Aim of the task: Find the word "IsingFormatError" in the data below and copy each line that holds it.

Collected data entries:
☆ ☆ ☆ ☆ ☆ ☆ ☆

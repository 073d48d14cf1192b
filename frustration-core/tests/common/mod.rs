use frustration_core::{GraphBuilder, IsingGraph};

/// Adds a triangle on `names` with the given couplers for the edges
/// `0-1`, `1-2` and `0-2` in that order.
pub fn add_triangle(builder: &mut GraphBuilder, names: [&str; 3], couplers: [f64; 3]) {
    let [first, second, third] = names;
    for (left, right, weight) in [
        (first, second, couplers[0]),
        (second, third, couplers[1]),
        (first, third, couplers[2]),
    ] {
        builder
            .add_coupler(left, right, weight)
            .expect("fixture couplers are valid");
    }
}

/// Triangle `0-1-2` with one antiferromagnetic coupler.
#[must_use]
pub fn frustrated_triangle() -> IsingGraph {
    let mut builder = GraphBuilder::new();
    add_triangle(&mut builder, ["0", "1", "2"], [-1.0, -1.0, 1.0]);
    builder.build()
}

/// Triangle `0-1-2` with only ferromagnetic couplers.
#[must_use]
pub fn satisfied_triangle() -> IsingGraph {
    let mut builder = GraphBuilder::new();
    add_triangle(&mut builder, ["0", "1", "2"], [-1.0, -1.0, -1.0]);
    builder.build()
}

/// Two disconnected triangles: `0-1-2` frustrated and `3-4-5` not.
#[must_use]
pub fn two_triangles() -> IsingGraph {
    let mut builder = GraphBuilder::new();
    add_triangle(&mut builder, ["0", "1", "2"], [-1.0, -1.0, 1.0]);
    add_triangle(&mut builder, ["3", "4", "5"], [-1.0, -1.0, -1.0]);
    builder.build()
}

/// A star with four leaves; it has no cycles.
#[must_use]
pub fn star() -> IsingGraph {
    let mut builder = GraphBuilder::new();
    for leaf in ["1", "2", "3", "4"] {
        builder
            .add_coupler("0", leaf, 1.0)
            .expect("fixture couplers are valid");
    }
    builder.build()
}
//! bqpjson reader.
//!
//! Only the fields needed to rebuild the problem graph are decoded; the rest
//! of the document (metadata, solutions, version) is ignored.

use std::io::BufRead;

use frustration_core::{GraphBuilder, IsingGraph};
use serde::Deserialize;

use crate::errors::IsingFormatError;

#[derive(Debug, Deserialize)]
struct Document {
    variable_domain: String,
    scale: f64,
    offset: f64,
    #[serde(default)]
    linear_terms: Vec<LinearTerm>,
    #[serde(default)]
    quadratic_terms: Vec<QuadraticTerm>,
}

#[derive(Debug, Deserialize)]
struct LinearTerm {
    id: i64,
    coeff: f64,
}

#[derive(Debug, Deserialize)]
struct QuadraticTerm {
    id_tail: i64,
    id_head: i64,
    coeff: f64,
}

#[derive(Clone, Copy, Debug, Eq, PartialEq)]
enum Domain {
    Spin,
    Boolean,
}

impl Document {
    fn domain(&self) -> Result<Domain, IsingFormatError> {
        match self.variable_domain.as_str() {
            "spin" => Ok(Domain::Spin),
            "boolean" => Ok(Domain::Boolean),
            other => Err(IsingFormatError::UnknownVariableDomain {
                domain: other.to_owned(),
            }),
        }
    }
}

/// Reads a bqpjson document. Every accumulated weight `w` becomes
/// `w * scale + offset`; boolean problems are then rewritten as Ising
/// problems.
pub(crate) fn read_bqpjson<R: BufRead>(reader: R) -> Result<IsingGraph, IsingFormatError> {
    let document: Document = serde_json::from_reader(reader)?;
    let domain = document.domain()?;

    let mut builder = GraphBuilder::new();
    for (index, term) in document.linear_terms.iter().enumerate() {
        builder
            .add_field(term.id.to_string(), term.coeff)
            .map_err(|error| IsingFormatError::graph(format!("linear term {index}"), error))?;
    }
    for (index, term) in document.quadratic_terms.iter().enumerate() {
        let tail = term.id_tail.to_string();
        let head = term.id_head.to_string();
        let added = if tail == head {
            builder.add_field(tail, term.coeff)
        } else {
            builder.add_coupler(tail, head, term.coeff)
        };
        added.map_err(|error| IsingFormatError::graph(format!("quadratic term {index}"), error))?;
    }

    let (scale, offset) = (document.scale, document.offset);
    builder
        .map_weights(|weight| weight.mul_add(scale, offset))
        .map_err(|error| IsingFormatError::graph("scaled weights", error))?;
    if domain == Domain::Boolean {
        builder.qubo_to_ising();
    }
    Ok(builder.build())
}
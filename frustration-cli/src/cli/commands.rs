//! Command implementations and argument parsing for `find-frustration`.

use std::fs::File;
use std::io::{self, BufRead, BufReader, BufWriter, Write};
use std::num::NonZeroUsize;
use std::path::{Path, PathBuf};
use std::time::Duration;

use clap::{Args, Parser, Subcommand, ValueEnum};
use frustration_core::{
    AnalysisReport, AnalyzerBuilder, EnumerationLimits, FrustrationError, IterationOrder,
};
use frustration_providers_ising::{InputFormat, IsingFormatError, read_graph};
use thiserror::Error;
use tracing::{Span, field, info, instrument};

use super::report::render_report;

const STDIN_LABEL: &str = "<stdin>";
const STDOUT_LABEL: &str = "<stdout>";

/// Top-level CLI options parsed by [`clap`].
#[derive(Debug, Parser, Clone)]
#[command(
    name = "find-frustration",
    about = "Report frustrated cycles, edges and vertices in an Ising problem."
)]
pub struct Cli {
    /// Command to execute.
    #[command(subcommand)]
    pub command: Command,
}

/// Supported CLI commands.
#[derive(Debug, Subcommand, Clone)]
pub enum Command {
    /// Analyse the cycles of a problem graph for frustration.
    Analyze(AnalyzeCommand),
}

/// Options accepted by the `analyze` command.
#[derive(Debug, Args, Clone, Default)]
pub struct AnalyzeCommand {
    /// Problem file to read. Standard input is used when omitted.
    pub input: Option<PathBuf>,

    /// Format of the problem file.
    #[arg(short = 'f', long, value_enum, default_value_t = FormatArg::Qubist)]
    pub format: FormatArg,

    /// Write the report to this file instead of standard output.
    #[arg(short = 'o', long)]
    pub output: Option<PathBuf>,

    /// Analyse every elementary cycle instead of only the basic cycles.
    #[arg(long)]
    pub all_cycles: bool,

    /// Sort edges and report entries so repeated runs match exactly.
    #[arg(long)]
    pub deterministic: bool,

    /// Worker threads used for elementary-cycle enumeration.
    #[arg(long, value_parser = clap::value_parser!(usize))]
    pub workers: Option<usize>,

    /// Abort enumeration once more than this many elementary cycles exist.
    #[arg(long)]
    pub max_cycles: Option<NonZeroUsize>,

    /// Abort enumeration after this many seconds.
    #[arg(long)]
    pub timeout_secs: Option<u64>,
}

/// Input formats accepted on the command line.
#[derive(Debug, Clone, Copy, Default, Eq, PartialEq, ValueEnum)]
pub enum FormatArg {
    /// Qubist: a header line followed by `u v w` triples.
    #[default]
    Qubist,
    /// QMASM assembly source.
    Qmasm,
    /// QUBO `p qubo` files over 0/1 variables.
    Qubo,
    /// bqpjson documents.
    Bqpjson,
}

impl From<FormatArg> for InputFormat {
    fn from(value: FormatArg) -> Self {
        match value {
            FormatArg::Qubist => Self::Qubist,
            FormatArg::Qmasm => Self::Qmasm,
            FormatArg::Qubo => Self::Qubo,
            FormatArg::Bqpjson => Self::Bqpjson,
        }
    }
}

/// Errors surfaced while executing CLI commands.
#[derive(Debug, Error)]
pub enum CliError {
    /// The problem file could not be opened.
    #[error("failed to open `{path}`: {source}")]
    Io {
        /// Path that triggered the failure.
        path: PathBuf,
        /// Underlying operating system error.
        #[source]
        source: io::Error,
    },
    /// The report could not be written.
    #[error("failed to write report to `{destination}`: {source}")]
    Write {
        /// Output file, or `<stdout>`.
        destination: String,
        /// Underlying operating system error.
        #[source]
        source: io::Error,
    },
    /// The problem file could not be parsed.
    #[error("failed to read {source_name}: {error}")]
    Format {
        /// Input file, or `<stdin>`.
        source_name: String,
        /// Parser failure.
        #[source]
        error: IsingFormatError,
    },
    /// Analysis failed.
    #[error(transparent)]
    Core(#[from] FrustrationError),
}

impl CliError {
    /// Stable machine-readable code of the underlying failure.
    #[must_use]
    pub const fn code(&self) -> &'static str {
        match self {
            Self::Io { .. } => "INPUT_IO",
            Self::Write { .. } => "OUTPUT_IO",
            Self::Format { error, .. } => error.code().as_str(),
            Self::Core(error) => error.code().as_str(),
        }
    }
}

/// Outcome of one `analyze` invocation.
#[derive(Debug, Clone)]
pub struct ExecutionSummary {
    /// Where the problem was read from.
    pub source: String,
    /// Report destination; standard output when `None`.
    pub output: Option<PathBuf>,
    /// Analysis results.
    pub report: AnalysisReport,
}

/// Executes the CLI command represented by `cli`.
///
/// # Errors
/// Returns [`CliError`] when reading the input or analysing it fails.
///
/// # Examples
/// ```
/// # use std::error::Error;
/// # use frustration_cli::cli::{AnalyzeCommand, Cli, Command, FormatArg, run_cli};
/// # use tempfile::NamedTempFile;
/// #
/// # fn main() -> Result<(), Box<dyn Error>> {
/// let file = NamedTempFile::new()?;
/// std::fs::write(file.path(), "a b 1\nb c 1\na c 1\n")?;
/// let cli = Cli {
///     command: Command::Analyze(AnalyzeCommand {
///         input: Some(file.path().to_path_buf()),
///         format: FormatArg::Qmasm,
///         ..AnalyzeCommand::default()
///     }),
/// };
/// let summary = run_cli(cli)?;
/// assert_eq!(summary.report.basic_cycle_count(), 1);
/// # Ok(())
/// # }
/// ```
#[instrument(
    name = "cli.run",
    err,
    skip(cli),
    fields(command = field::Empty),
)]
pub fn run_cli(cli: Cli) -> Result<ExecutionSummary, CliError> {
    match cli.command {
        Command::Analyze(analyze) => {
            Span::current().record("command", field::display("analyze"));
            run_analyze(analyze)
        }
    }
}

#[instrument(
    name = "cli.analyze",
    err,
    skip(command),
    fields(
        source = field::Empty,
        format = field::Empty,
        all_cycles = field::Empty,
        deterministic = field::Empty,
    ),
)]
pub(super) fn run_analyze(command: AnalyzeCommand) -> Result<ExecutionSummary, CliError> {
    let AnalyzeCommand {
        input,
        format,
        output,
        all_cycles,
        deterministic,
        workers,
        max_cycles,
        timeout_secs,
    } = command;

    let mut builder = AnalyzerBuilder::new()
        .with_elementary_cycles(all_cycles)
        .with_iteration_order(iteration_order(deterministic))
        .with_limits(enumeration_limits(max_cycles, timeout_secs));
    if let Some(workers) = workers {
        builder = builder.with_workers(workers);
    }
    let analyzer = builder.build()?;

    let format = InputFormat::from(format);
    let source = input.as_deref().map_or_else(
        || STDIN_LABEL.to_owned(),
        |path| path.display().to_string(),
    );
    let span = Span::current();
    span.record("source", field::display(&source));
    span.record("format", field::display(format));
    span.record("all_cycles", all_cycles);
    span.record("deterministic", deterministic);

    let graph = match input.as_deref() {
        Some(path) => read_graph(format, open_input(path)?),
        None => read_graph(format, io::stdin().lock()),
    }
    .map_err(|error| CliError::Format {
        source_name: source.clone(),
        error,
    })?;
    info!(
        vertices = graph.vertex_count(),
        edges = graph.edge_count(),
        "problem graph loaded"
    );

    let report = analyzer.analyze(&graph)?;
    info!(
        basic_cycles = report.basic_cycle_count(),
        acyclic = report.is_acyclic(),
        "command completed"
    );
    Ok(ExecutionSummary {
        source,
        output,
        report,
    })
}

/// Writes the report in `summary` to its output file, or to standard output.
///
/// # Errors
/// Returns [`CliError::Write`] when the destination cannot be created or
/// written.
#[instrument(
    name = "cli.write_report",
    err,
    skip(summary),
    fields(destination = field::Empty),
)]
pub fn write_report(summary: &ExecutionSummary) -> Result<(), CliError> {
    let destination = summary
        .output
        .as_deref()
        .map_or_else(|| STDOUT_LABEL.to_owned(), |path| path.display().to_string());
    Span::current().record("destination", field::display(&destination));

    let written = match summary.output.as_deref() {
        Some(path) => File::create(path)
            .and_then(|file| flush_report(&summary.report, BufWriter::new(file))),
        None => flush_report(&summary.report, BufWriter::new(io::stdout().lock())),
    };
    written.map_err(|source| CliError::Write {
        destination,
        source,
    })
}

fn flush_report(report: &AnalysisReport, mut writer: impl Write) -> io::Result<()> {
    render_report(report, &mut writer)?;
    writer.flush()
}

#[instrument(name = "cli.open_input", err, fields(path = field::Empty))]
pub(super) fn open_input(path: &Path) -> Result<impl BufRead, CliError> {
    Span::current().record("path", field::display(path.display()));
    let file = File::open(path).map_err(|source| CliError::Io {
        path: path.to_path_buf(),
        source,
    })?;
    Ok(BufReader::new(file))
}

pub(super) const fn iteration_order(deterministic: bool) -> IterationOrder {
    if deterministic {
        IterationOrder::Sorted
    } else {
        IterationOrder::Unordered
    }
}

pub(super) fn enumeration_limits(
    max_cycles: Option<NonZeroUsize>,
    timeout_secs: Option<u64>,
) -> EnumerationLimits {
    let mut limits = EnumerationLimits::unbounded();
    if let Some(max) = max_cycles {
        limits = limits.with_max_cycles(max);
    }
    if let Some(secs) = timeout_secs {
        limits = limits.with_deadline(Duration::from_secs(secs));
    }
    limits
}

☆ ☆ ☆ ☆ ☆ ☆ ☆

Response to this exercise:
use crate::errors::IsingFormatError;
    fn domain(&self) -> Result<Domain, IsingFormatError> {
            other => Err(IsingFormatError::UnknownVariableDomain {
pub(crate) fn read_bqpjson<R: BufRead>(reader: R) -> Result<IsingGraph, IsingFormatError> {
            .map_err(|error| IsingFormatError::graph(format!("linear term {index}"), error))?;
        added.map_err(|error| IsingFormatError::graph(format!("quadratic term {index}"), error))?;
        .map_err(|error| IsingFormatError::graph("scaled weights", error))?;
use frustration_providers_ising::{InputFormat, IsingFormatError, read_graph};
        error: IsingFormatError,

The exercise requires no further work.